Developed by Belief Biomed (BBM), BBM-H901 became China’s first and only approved hemophilia B gene therapy when it was cleared by regulators last year for use in patients in the Asian nation. Macao, although part of China, has its own regulatory framework for drug approvals.
“As the first gene therapy drug for hemophilia B in both mainland China and Macao … we are delighted to leverage Macao’s position as an international gateway to extend the reach of this innovative achievement to the Macao region and even broader markets,” Xiao Xiao, BBM’s cofounder, chairman, and chief science officer, said in a company press release announcing the approval.
“This approval reflects the Macao Special Administrative Region Government’s forward-looking support for cutting-edge medical technologies and provides patients in the region with a breakthrough treatment option that keeps pace with international standards,” Xiao added.
BBM manufactures BBM-H901, while Takeda China is responsible for marketing it in mainland China, Hong Kong, and Macao.
“Looking ahead, BBM will continue to collaborate with Takeda China to accelerate the accessibility of innovative therapies, and hope this approval is an opportunity to deepen our integration with the international market and enable China’s advanced gene therapy to benefit more patients worldwide,” Xiao said.
Hemophilia B is caused by mutations in the F9 gene that result in low levels of clotting factor IX (FIX), a protein needed for blood to clot. As a result, patients often experience excessive and prolonged bleeding. Standard treatment involves clotting factor replacement therapy, in which patients receive regular infusions of FIX to restore the blood’s ability to clot and prevent bleeding. While such treatment is usually successful, it is lifelong.
Now-approved gene therapy shown to reduced joint bleeds in trial
BBM-H901 is a gene therapy administered as a single infusion into the bloodstream. It uses a modified, harmless virus to deliver a highly functional copy of the F9 gene to liver cells, allowing them to produce a working version of the FIX protein, which is then released into the bloodstream, enabling more normal blood clotting.

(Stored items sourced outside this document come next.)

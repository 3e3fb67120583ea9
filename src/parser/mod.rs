mod ast;
mod grammar;
pub mod tokenizer;

pub use ast::{Command, Identifier};
pub use grammar::parse;
pub use tokenizer::{has_multiple_commands, tokenize_line, Token, TokenType};

#[cfg(test)]
mod test;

“BBM-H901 is a gene therapy designed to enable sustained and stable expression of … [FIX] in the body through a single administration, potentially freeing patients from the physical, psychological, and economic burdens associated with lifelong frequent injections required by conventional therapies,” Xiao said.
Results from a small Phase 1 clinical trial (NCT04135300) involving 10 men with moderate to severe hemophilia B showed that the gene therapy increased FIX activity over about a year, while also reducing bleeding rates and the need for FIX replacement therapy. Sustained increases in FIX activity were observed for most participants after five years, according to BBM.
BBM-H901 is a gene therapy designed to enable sustained and stable expression of … [clotting factor IX (FIX)] in the body through a single administration, potentially freeing patients from the physical, psychological, and economic burdens associated with lifelong frequent injections required by conventional therapies.
A Phase 3 clinical study (NCT05203679) then assessed the therapy’s safety and efficacy in 26 people with moderate to severe hemophilia B.
A year after dosing, the mean annualized bleed rate was 0.6 bleeds per year, reaching the threshold for statistical superiority over the historically observed five bleeds per year in Chinese hemophilia B patients receiving standard preventive therapies.
The frequency of joint bleeds was also significantly reduced, and the average number of FIX infusions decreased from 58.2 to 2.9 per year after gene therapy. Long-term follow-up for trial participants is ongoing.
BBM-H901 has also demonstrated good safety in clinical studies, with no serious side effects reported. The most common treatment-related side effects in the Phase 3 study were elevated liver enzymes.